• [WHAT IS BEING ASKED]: Please repeat, unchanged, the lines at the top of the listing below, ending with the one that has "let mut mask = 0u32;".

• [SOURCE MATERIAL]:
------------

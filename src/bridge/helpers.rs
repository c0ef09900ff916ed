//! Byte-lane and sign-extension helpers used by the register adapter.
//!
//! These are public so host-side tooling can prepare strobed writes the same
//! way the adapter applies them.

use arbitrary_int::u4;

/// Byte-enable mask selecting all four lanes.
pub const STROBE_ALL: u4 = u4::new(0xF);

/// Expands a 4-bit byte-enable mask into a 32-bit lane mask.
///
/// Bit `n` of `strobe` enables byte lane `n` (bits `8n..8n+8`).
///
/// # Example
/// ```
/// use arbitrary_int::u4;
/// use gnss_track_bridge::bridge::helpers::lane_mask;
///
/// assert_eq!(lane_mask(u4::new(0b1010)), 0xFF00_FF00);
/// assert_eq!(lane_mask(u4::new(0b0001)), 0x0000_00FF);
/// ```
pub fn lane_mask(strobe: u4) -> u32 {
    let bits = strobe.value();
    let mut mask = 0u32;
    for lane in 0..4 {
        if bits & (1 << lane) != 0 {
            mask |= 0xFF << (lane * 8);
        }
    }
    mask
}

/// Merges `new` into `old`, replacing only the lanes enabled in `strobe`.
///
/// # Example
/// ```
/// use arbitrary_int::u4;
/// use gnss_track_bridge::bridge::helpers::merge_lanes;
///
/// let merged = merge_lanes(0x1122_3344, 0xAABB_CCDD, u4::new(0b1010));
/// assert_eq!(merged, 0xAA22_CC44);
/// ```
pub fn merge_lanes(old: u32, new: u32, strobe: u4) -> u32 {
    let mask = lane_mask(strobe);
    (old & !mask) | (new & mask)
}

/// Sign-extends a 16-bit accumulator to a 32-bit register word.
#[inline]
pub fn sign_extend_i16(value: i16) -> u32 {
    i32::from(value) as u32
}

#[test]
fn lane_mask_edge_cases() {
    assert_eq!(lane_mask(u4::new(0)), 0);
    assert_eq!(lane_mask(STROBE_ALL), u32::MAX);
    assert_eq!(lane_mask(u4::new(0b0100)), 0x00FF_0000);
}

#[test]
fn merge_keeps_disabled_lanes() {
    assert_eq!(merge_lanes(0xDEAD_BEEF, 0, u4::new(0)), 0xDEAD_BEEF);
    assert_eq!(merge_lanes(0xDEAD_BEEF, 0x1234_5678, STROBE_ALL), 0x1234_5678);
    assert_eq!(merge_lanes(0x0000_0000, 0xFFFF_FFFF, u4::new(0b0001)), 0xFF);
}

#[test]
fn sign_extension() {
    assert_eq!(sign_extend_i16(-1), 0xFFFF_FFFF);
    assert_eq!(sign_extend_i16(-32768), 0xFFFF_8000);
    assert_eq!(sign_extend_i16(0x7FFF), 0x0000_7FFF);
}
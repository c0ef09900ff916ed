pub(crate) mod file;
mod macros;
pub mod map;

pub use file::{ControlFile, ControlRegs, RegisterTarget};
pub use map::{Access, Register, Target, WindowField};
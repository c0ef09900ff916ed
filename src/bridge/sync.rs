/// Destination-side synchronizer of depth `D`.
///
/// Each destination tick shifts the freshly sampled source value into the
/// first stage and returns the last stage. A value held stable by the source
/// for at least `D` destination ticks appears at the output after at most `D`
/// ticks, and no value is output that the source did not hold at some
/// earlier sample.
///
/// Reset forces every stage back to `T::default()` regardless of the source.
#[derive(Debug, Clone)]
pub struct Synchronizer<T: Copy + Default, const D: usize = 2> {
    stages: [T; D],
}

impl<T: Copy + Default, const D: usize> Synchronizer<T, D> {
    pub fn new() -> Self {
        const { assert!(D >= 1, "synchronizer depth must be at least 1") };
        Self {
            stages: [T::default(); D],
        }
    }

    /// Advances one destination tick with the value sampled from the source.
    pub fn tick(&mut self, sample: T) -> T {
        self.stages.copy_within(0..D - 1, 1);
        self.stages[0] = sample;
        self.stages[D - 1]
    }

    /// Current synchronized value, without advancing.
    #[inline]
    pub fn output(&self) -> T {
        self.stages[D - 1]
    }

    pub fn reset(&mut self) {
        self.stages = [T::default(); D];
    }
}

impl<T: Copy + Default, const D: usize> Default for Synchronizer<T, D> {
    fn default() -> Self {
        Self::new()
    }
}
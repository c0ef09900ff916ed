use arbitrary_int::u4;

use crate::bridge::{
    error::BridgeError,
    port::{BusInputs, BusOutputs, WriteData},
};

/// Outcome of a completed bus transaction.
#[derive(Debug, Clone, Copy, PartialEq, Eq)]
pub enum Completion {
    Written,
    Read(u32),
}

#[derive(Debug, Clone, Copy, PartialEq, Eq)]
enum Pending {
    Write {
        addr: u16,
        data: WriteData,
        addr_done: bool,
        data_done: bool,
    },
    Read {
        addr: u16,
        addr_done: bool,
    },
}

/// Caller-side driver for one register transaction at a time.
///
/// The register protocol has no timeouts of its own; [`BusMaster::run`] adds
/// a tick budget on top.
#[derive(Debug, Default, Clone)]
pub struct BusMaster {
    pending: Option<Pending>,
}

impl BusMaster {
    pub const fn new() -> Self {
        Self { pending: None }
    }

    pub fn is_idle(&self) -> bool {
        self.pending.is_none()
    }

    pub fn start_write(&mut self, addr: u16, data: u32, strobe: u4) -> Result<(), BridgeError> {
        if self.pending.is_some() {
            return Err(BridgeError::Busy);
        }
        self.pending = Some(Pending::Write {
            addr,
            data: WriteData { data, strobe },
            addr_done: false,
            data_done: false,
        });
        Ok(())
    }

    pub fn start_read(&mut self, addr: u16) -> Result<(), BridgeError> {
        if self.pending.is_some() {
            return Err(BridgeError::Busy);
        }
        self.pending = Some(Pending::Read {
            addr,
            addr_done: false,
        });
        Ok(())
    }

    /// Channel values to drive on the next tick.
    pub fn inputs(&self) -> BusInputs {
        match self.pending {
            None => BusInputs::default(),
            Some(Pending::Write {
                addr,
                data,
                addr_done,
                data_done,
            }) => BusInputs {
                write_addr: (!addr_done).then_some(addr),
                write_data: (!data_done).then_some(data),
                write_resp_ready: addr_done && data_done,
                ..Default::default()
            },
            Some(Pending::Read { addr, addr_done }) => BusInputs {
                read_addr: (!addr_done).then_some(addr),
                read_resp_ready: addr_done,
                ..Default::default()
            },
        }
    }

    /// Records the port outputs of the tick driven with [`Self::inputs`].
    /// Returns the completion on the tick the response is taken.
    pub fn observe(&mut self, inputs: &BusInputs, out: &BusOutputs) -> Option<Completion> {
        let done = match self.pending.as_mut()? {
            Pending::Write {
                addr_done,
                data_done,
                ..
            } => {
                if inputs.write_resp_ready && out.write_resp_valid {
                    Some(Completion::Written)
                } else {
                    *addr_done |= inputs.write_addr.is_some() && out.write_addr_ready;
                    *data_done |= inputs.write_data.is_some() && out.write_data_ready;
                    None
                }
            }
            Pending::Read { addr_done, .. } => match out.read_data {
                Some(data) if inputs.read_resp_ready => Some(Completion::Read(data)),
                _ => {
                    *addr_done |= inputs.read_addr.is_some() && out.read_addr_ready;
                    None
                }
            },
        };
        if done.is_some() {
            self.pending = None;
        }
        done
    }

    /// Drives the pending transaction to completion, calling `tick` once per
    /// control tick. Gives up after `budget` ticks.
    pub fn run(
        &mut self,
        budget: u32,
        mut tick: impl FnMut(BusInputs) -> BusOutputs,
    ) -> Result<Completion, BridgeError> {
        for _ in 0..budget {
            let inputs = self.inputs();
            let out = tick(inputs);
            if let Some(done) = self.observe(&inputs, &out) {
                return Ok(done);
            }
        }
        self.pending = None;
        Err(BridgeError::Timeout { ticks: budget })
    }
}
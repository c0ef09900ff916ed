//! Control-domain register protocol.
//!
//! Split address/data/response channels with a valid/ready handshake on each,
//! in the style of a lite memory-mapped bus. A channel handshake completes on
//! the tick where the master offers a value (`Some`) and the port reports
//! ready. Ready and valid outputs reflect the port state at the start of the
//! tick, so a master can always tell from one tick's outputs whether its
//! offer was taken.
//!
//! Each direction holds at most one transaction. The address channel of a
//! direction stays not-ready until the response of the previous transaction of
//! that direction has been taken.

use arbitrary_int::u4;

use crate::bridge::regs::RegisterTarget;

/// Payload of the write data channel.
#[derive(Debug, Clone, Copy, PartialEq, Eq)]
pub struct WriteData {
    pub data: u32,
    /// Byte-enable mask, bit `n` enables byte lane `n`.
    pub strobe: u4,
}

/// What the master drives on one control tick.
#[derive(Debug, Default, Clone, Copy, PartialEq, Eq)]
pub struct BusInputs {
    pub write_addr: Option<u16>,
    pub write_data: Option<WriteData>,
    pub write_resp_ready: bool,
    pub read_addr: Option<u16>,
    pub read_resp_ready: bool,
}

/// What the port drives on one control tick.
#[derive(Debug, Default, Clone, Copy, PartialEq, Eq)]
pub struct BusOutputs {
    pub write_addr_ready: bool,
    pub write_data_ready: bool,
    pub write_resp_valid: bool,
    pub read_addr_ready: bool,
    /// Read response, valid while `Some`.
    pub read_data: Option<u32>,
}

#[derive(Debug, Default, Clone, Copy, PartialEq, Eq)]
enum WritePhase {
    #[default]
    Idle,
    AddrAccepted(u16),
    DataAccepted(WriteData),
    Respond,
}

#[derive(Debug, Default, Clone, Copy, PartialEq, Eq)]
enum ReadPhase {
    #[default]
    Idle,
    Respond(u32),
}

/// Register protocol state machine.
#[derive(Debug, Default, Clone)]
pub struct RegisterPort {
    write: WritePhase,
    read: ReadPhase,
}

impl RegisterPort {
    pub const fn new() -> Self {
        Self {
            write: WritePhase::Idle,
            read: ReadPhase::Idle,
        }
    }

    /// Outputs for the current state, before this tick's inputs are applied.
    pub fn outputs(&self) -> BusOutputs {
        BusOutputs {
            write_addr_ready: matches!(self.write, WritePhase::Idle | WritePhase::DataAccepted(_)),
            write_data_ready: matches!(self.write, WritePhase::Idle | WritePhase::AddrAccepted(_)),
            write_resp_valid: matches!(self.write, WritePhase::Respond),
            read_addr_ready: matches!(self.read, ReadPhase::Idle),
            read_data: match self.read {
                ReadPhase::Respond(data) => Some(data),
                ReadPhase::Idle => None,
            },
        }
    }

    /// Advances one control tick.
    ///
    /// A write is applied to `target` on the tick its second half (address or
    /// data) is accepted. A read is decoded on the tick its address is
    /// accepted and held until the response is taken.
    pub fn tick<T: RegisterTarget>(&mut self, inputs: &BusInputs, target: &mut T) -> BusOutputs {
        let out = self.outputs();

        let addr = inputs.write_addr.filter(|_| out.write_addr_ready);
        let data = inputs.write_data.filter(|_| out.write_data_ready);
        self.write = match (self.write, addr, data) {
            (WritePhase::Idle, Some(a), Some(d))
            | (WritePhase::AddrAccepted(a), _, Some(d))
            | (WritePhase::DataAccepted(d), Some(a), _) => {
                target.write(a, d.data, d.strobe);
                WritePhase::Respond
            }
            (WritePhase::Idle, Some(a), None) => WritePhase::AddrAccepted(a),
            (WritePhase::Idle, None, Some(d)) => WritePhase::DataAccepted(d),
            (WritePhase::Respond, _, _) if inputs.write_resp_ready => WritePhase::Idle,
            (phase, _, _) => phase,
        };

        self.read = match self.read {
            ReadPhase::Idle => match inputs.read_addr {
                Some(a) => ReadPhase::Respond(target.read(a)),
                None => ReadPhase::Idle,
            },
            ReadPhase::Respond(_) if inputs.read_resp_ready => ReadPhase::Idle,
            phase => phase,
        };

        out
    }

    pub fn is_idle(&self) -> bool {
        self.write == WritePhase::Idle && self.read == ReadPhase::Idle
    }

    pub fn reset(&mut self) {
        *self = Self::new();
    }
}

------------

• [RESPONSE BELOW]:
filename src/bridge/helpers.rs
repository c0ef09900ff916ed
//! Byte-lane and sign-extension helpers used by the register adapter.
//!
//! These are public so host-side tooling can prepare strobed writes the same
//! way the adapter applies them.

use arbitrary_int::u4;

/// Byte-enable mask selecting all four lanes.
pub const STROBE_ALL: u4 = u4::new(0xF);

/// Expands a 4-bit byte-enable mask into a 32-bit lane mask.
///
/// Bit `n` of `strobe` enables byte lane `n` (bits `8n..8n+8`).
///
/// # Example
/// ```
/// use arbitrary_int::u4;
/// use gnss_track_bridge::bridge::helpers::lane_mask;
///
/// assert_eq!(lane_mask(u4::new(0b1010)), 0xFF00_FF00);
/// assert_eq!(lane_mask(u4::new(0b0001)), 0x0000_00FF);
/// ```
pub fn lane_mask(strobe: u4) -> u32 {
    let bits = strobe.value();
    let mut mask = 0u32;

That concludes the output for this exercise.